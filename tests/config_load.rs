// tests/config_load.rs
//
// Loading from disk (TOML and JSON), validation, env path resolution and hot reload.

use std::fs::{self, File};
use std::io::Write;
use std::time::{Duration, SystemTime};

use newsrelay::config::{HotReloadConfig, PipelineConfig, ENV_CONFIG_PATH};
use newsrelay::render::ContentStyle;
use newsrelay::router::MinTrust;
use serial_test::serial;
use tempfile::NamedTempFile;

const TOML: &str = r#"
[settings]
default_destination = "general"
concurrency = 3
send_delay_ms = 250
content_filtering = false

[[sources]]
name = "TechWire"
url = "https://techwire.test/rss"
category = "Technology"
trust_score = 0.9

[[sources]]
name = "BBC News"
url = "https://bbc.test/rss"

[[rules]]
destination = "tech"
categories = ["Technology"]
min_trust = "0.8"
style = "embed"
max_items = 3

[webhooks]
general = "https://discord.test/api/webhooks/1/a"
"#;

fn write_temp(suffix: &str, content: &str) -> NamedTempFile {
    let mut f = tempfile::Builder::new().suffix(suffix).tempfile().unwrap();
    f.write_all(content.as_bytes()).unwrap();
    f.flush().unwrap();
    f
}

fn bump_mtime(path: &std::path::Path, secs: u64) {
    File::options()
        .write(true)
        .open(path)
        .unwrap()
        .set_modified(SystemTime::now() + Duration::from_secs(secs))
        .unwrap();
}

#[test]
fn toml_file_loads_with_defaults_and_priors() {
    let f = write_temp(".toml", TOML);
    let cfg = PipelineConfig::load_from(f.path()).unwrap();

    assert_eq!(cfg.settings.default_destination, "general");
    assert_eq!(cfg.settings.concurrency, 3);
    assert_eq!(cfg.settings.send_delay(), Duration::from_millis(250));
    assert_eq!(cfg.settings.fetch_timeout(), Duration::from_secs(30));
    assert!(!cfg.settings.content_filtering);

    assert_eq!(cfg.sources.len(), 2);
    assert!(cfg.sources.iter().all(|s| s.active && !s.paused));
    // unset trust comes from the prior table
    assert!(cfg.source("bbc news").unwrap().trust_score.is_some());

    let rule = cfg.rule_for("tech").unwrap();
    assert_eq!(rule.style, ContentStyle::Embed);
    assert_eq!(rule.max_items, 3);
    assert_eq!(rule.min_trust, MinTrust::Text("0.8".into()));
    assert_eq!(cfg.webhooks.len(), 1);
}

#[test]
fn json_file_accepts_camel_case_rule_keys() {
    let json = r#"{
        "settings": { "default_destination": "general" },
        "sources": [ { "name": "Ledger", "url": "https://ledger.test/rss" } ],
        "rules": [ { "destination": "markets", "allowedCategories": ["Business"], "minTrust": 0.6, "maxItems": 4 } ]
    }"#;
    let f = write_temp(".json", json);
    let cfg = PipelineConfig::load_from(f.path()).unwrap();
    let rule = cfg.rule_for("markets").unwrap();
    assert_eq!(rule.categories, vec!["Business"]);
    assert_eq!(rule.max_items, 4);
    assert_eq!(rule.min_trust.threshold(), Some(0.6));
}

#[test]
fn classifier_settings_can_live_in_their_own_file() {
    let ai = write_temp(".json", r#"{ "enabled": true, "provider": "mock", "daily_limit": 7 }"#);
    let main = write_temp(
        ".toml",
        &format!(
            "[settings]\ndefault_destination = \"general\"\nai_config_path = \"{}\"\n\n[ai]\nprovider = \"openai\"\n",
            ai.path().display()
        ),
    );
    let cfg = PipelineConfig::load_from(main.path()).unwrap();
    assert!(cfg.ai.enabled);
    assert_eq!(cfg.ai.provider, "mock");
    assert_eq!(cfg.ai.daily_limit, 7);
    assert_eq!(cfg.ai.excerpt_chars, 1500);

    let missing = write_temp(
        ".toml",
        "[settings]\ndefault_destination = \"general\"\nai_config_path = \"/nonexistent/ai.json\"\n",
    );
    let err = PipelineConfig::load_from(missing.path()).unwrap_err();
    assert!(format!("{err:#}").contains("classifier config"));
}

#[test]
fn invalid_configs_are_rejected() {
    let no_default = write_temp(".toml", "[[sources]]\nname = \"A\"\nurl = \"u\"\n");
    assert!(PipelineConfig::load_from(no_default.path()).is_err());

    let broken = write_temp(".toml", "[settings\n");
    let err = PipelineConfig::load_from(broken.path()).unwrap_err();
    assert!(format!("{err:#}").contains("invalid TOML"));

    assert!(PipelineConfig::load_from(std::path::Path::new("/nonexistent/pipeline.toml")).is_err());
}

#[test]
#[serial]
fn env_var_selects_the_config_path() {
    let f = write_temp(".toml", TOML);
    std::env::set_var(ENV_CONFIG_PATH, f.path());
    let resolved = PipelineConfig::default_path();
    std::env::set_var(ENV_CONFIG_PATH, "/nonexistent/pipeline.toml");
    let missing = PipelineConfig::default_path();
    std::env::remove_var(ENV_CONFIG_PATH);

    assert_eq!(resolved.unwrap(), f.path());
    assert!(missing.is_err());
}

#[test]
fn hot_reload_picks_up_changes_and_keeps_last_good() {
    let f = write_temp(".toml", TOML);
    let hot = HotReloadConfig::open(f.path()).unwrap();
    assert_eq!(hot.current().sources.len(), 2);

    let edited = TOML.replace("concurrency = 3", "concurrency = 7");
    fs::write(f.path(), edited).unwrap();
    bump_mtime(f.path(), 5);
    let cfg = hot.current();
    assert_eq!(cfg.settings.concurrency, 7);

    fs::write(f.path(), "[settings\n").unwrap();
    bump_mtime(f.path(), 10);
    assert_eq!(hot.current().settings.concurrency, 7);

    // unchanged file hands back the same snapshot
    assert!(std::sync::Arc::ptr_eq(&hot.current(), &hot.current()));
}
⁂
### Activity
Select the lines from the entries that include the word "format".

### Answer to the exercise
        &format!(
    assert!(format!("{err:#}").contains("classifier config"));
    assert!(format!("{err:#}").contains("invalid TOML"));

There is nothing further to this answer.